Collected data entries:
-- Opening Marker --

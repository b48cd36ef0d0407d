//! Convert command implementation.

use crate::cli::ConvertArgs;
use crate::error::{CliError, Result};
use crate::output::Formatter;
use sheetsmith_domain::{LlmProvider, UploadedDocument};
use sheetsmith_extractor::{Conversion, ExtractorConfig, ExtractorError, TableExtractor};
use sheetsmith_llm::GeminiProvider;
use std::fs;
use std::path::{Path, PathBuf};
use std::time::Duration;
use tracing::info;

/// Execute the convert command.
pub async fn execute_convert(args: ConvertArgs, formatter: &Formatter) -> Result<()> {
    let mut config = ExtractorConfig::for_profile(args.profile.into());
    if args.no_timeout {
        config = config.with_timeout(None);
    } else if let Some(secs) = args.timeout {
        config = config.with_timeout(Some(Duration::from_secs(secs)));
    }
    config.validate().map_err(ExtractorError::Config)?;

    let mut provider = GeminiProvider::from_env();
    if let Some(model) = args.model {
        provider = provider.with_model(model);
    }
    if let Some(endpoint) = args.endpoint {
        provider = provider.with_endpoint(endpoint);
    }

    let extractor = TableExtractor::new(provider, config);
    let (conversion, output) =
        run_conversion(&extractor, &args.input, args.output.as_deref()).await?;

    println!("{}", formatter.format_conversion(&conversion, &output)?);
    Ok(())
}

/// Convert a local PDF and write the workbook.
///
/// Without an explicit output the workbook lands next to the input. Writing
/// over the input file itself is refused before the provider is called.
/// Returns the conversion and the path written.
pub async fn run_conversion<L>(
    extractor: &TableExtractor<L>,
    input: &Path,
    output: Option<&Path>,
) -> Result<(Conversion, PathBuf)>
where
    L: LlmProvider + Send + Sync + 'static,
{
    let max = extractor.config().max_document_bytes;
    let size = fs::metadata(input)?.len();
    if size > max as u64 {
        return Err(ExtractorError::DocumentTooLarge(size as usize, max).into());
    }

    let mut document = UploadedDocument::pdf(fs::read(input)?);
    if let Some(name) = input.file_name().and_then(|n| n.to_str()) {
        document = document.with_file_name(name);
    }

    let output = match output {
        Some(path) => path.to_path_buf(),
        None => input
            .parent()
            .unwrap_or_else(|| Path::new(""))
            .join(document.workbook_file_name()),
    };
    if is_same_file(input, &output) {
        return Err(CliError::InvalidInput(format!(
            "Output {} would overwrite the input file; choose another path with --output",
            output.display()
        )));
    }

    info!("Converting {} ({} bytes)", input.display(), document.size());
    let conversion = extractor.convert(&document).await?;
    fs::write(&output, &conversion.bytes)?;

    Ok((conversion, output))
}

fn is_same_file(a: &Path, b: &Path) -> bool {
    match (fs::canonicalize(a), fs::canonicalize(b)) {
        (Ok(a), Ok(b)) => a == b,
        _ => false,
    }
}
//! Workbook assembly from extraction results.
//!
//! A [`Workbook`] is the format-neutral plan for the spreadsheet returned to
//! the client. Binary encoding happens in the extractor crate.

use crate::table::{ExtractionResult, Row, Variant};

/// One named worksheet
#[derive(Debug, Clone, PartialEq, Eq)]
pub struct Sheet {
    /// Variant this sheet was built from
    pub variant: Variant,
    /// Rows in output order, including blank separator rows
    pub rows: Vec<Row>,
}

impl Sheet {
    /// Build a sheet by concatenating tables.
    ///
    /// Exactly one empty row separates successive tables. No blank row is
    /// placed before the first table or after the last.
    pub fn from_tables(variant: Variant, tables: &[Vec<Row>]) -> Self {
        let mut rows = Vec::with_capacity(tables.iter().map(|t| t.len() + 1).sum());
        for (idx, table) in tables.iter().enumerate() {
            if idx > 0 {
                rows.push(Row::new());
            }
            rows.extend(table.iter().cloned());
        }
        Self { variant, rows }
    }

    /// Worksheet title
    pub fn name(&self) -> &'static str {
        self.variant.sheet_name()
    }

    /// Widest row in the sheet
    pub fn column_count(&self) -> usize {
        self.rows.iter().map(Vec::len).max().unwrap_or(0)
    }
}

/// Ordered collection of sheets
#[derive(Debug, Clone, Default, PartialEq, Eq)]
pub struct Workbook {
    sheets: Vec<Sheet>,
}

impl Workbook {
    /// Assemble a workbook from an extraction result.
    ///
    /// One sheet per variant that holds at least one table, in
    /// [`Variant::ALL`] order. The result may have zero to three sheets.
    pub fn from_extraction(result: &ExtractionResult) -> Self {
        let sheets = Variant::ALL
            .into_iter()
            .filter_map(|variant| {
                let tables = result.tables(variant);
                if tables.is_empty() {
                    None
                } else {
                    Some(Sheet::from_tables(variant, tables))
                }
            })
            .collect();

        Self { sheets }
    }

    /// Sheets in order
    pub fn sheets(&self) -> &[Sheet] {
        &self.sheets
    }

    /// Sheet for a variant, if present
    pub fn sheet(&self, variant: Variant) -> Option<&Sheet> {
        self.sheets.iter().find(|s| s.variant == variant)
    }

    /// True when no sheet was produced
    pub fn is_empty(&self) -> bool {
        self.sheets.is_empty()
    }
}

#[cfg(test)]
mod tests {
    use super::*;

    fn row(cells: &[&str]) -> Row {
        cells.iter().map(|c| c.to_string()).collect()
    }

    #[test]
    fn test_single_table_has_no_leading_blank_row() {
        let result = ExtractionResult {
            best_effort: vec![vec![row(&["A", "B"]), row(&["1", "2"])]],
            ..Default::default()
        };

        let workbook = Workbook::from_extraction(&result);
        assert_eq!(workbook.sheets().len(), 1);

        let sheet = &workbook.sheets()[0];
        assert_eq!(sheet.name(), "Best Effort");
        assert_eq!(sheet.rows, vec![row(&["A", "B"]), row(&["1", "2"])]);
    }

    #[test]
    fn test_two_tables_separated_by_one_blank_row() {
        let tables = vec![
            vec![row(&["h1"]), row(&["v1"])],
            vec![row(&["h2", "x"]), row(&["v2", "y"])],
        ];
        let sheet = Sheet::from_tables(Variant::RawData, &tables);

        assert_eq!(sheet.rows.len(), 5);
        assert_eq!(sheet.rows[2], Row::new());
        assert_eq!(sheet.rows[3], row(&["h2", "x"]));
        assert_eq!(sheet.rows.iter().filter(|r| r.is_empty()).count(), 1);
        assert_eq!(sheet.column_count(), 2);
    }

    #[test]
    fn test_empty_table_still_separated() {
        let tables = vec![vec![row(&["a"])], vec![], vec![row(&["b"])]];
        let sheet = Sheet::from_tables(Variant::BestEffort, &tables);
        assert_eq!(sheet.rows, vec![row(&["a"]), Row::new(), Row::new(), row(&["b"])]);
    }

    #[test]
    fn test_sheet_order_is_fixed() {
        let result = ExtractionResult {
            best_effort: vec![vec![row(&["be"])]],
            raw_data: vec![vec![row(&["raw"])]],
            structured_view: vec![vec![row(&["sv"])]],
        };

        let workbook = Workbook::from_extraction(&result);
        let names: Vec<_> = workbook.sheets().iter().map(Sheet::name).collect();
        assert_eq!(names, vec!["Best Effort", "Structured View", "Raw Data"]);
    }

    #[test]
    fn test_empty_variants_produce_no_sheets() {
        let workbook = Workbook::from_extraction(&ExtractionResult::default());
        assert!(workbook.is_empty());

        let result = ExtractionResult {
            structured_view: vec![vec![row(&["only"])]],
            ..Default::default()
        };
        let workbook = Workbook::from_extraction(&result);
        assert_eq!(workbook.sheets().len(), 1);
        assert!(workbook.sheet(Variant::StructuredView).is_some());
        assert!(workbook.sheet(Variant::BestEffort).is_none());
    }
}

-- Closing Marker --

Send back an exact copy of only the lines from the line with "if let Some(model)" up to and including the line with "if size > max" in the data above.

Solution to this exercise:
    if let Some(model) = args.model {
        provider = provider.with_model(model);
    }
    if let Some(endpoint) = args.endpoint {
        provider = provider.with_endpoint(endpoint);
    }

    let extractor = TableExtractor::new(provider, config);
    let (conversion, output) =
        run_conversion(&extractor, &args.input, args.output.as_deref()).await?;

    println!("{}", formatter.format_conversion(&conversion, &output)?);
    Ok(())
}

/// Convert a local PDF and write the workbook.
///
/// Without an explicit output the workbook lands next to the input. Writing
/// over the input file itself is refused before the provider is called.
/// Returns the conversion and the path written.
pub async fn run_conversion<L>(
    extractor: &TableExtractor<L>,
    input: &Path,
    output: Option<&Path>,
) -> Result<(Conversion, PathBuf)>
where
    L: LlmProvider + Send + Sync + 'static,
{
    let max = extractor.config().max_document_bytes;
    let size = fs::metadata(input)?.len();
    if size > max as u64 {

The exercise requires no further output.